The 'polluter pays' principle embedded in climate finance transactions at the COP negotiations every year at the multilateral table has already divided the world between the Global North and Global South. One side asks for climate justice while another attempts to spread the responsibility over time, despite some degree of political will to change the game. So far responses have not generated any transformational change, putting a huge strain on multilateralism, which itself remains under stress as the only option left for countries to agree on turning a page.

The folly of sidestepping multilateralism as expensive, unwieldy and too far into the future to impact any country’s domestic politics is eventually a costly one. Climate change is galloping at a faster pace than imagined or calculated. The goal of keeping the Paris commitments of ‘keeping 1.5 C alive' is almost dead, as states have not been able to lower their emissions so far for any trajectory that makes this possible by 2050.

Global warming is only making the planet hotter every year, diverting states’ focus on their own emerging disaster scenarios. So in one sense climate change has made traditional security actors even more fixated on security as 'national'. Yet as the definitions of threats change over time, especially in the 21st century, the cold-war construction of enemy or threat as only constituting a state no longer holds.
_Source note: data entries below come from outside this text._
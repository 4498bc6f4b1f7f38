//! Fundamental types for the Assize adjudication engine.
//!
//! This crate defines the core types shared across every other crate in the workspace:
//! participant and claim identifiers, content hashes, amounts, basis points, timestamps,
//! adjudication parameters, and the claim lifecycle enum.

pub mod amount;
pub mod category;
pub mod error;
pub mod hash;
pub mod id;
pub mod params;
pub mod participant;
pub mod state;
pub mod time;

pub use amount::{Amount, BasisPoints};
pub use category::ClaimCategory;
pub use error::ParamsError;
pub use hash::{ContentHash, Seed};
pub use id::{AppealId, CaseRef, ClaimId, PolicyRef};
pub use params::AdjudicationParams;
pub use participant::ParticipantId;
pub use state::ClaimStatus;
pub use time::Timestamp;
This trend was reinforced as a cautionary tale at a global level, when the Covid-19 pandemic disrupted conventional thinking by foregrounding the constraints of these actors, who at a global level could not address this threat by identifying a state with which to engage.

This view, of a threat being defined as a state, also led to the hardening of borders during the pandemic, an approach which proved to be ineffective. The idea that threats can be contained behind borders also proved to be problematic when trying to address risks emerging from the climate or nature crisis, since these too cannot be contained.

Pakistan’s pavilion at COP27 had headlined the domino borderless crisis that climate change creates by reminding the world that “what went on in Pakistan will not stay in Pakistan” as its slogan on-loop. If the summer of 2022 proved catastrophic for one country in the shape of floods that were unimaginable for this century, there is no way such a crisis will stay in one border, we said. Take climate change seriously as a security threat that knows no borders. It brought no one any satisfaction to see the map of Europe transformed to red on all heat maps in the summer of 2023, or to see wildfires raging across borders from Canada to New York city. Unprecedented flooding in parts of California or China brought only tales of human suffering to global headlines, while undermining each state’s immediate capacity to do more on the global stage for climate change or nature as a borderless challenge to international and human security.

The destabilization of the biosphere, and the loss of ecosystem services, leading to pandemics, food and water insecurity has not registered on leadership elites as existential. Band-aid solutions no longer work, yet remain the option of choice because of a mixture of denialism and capacity constraints. Outcomes are seemingly less and less satisfactory because the human race has not yet fully accepted that they are embedded in the natural environment. Or that the era of human exploitation of earth’s resources is over.

The writer is the former federal minister for climate change and environmental coordination.